Exercise
For each line below that includes the string "spliced", show the whole line.

Dataset entries
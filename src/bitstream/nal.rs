// Copyright 2023 The ChromiumOS Authors
// Use of this source code is governed by a BSD-style license that can be
// found in the LICENSE file.

//! Start-code scanning and NAL classification over one access unit.
//!
//! The scanner serves both directions of the pump: on the way out it locates
//! the spot where synthesized SEI must be spliced (before the first VCL NAL)
//! and the parameter-set header run worth caching; on the way in it finds
//! custom SEI payloads to extract and detects access units made of nothing
//! but SEI, which the device cannot digest on their own.

use log::warn;

use crate::format::Format;
use crate::frame::CustomSei;
use crate::frame::SeiPlacement;

/// Coarse classification of a NAL unit, enough for splicing decisions.
#[derive(Debug, Clone, Copy, PartialEq, Eq)]
pub enum NalKind {
    /// VPS/SPS/PPS.
    ParameterSet,
    /// Access unit delimiter.
    Aud,
    Sei,
    /// A video-coding-layer unit, i.e. slice data.
    Vcl,
    Other,
}

/// One NAL unit located in an access unit. `start` is the offset of the
/// start code, `header` the offset of the first NAL header byte, `end` the
/// offset one past the last payload byte.
#[derive(Debug, Clone, Copy)]
pub struct Nal {
    pub start: usize,
    pub header: usize,
    pub end: usize,
    pub nal_type: u8,
    pub kind: NalKind,
}

fn classify(codec: Format, nal_type: u8) -> NalKind {
    match codec {
        Format::H264 => match nal_type {
            1..=5 => NalKind::Vcl,
            6 => NalKind::Sei,
            7 | 8 => NalKind::ParameterSet,
            9 => NalKind::Aud,
            _ => NalKind::Other,
        },
        Format::Hevc => match nal_type {
            0..=31 => NalKind::Vcl,
            32..=34 => NalKind::ParameterSet,
            35 => NalKind::Aud,
            39 | 40 => NalKind::Sei,
            _ => NalKind::Other,
        },
    }
}

/// Find the next `00 00 01` (optionally preceded by another zero) at or
/// after `from`. Returns the offset of the start code and its length.
pub fn find_next_start_code(data: &[u8], from: usize) -> Option<(usize, usize)> {
    let mut pos = from;
    while pos + 3 <= data.len() {
        if data[pos] == 0 && data[pos + 1] == 0 && data[pos + 2] == 1 {
            if pos > from && data[pos - 1] == 0 {
                return Some((pos - 1, 4));
            }
            return Some((pos, 3));
        }
        pos += 1;
    }
    None
}

/// All NAL units of `data`, in stream order.
pub fn scan_nals(codec: Format, data: &[u8]) -> Vec<Nal> {
    let mut nals: Vec<Nal> = Vec::new();
    let mut pos = 0;
    while let Some((start, prefix_len)) = find_next_start_code(data, pos) {
        let header = start + prefix_len;
        if header >= data.len() {
            break;
        }
        let nal_type = match codec {
            Format::H264 => data[header] & 0x1F,
            Format::Hevc => (data[header] >> 1) & 0x3F,
        };
        if let Some(prev) = nals.last_mut() {
            prev.end = start;
        }
        nals.push(Nal {
            start,
            header,
            end: data.len(),
            nal_type,
            kind: classify(codec, nal_type),
        });
        pos = header + 1;
    }
    nals
}

/// Summary of an access unit used by the packet assembler and the input
/// scanner.
#[derive(Debug, Default)]
pub struct AuSummary {
    /// Byte range of the leading parameter-set run (VPS/SPS/PPS), if the
    /// access unit carries one before its first VCL unit.
    pub header_range: Option<std::ops::Range<usize>>,
    /// Offset of the start code of the first VCL unit. Synthesized SEI is
    /// inserted immediately before it, after all preceding non-VCL units.
    pub first_vcl: Option<usize>,
    /// An SEI unit appears after the first VCL unit and may need relocation.
    pub sei_after_vcl: bool,
    /// The access unit consists of SEI units only.
    pub sei_only: bool,
}

pub fn scan_access_unit(codec: Format, data: &[u8]) -> AuSummary {
    let nals = scan_nals(codec, data);
    let mut summary = AuSummary {
        sei_only: !nals.is_empty(),
        ..Default::default()
    };
    let mut header_start = None;
    let mut header_end = 0;
    for nal in &nals {
        match nal.kind {
            NalKind::ParameterSet if summary.first_vcl.is_none() => match header_start {
                None => {
                    header_start = Some(nal.start);
                    header_end = nal.end;
                }
                // Extend a still-contiguous run.
                Some(_) if header_end == nal.start => header_end = nal.end,
                Some(_) => {}
            },
            NalKind::Vcl => {
                if summary.first_vcl.is_none() {
                    summary.first_vcl = Some(nal.start);
                }
            }
            NalKind::Sei => {
                if summary.first_vcl.is_some() {
                    summary.sei_after_vcl = true;
                }
            }
            _ => {}
        }
        if nal.kind != NalKind::Sei {
            summary.sei_only = false;
        }
    }
    summary.header_range = header_start.map(|start| start..header_end);
    summary
}

/// Offset at which synthesized SEI must be spliced into `data`: right before
/// the first VCL unit, or at the end if the access unit has none.
pub fn sei_insertion_point(codec: Format, data: &[u8]) -> usize {
    scan_access_unit(codec, data)
        .first_vcl
        .unwrap_or(data.len())
}

/// Parse one SEI NAL payload (bytes between the NAL header and the end of
/// the unit) into a custom SEI entry. Returns `None` and warns if the size
/// field runs past the end of the unit.
fn parse_sei_payload(body: &[u8], placement: SeiPlacement) -> Option<CustomSei> {
    let mut pos = 0;
    let payload_type = *body.get(pos)?;
    pos += 1;

    // Payload size: a run of 0xFF bytes, each standing for 255, closed by
    // the remainder.
    let mut size = 0usize;
    loop {
        let byte = match body.get(pos) {
            Some(b) => *b,
            None => {
                warn!("custom sei size field runs past the end of the access unit");
                return None;
            }
        };
        pos += 1;
        size += byte as usize;
        if byte != 0xFF {
            break;
        }
    }

    // Copy the payload, dropping each 0x03 escape byte that follows two
    // zeros.
    let mut payload = Vec::with_capacity(size);
    let mut zeros = 0usize;
    for &byte in &body[pos..] {
        if payload.len() == size {
            break;
        }
        if zeros >= 2 && byte == 0x03 {
            zeros = 0;
            continue;
        }
        if byte == 0 {
            zeros += 1;
        } else {
            zeros = 0;
        }
        payload.push(byte);
    }
    if payload.len() != size {
        warn!(
            "custom sei truncated: required size {}, actual size {}",
            size,
            payload.len()
        );
        return None;
    }

    Some(CustomSei {
        payload_type,
        placement,
        payload,
    })
}

/// Extract custom SEI payloads from an access unit.
///
/// An SEI unit before the first VCL unit is only extracted when its payload
/// type matches `wanted_type` (the configured passthrough type); SEI after
/// the first VCL unit is always extracted since the device cannot parse it
/// in place.
pub fn extract_custom_seis(codec: Format, data: &[u8], wanted_type: Option<u8>) -> Vec<CustomSei> {
    let mut seis = Vec::new();
    let mut vcl_found = false;
    for nal in scan_nals(codec, data) {
        match nal.kind {
            NalKind::Vcl => vcl_found = true,
            NalKind::Sei => {
                let header_len = match codec {
                    Format::H264 => 1,
                    Format::Hevc => 2,
                };
                let body = &data[(nal.header + header_len).min(nal.end)..nal.end];
                let placement = if vcl_found {
                    SeiPlacement::AfterVcl
                } else {
                    SeiPlacement::BeforeVcl
                };
                if let Some(sei) = parse_sei_payload(body, placement) {
                    if vcl_found || wanted_type == Some(sei.payload_type) {
                        seis.push(sei);
                    }
                }
            }
            _ => {}
        }
    }
    seis
}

Answer box
//! the spot where synthesized SEI must be spliced (before the first VCL NAL)
/// Offset at which synthesized SEI must be spliced into `data`: right before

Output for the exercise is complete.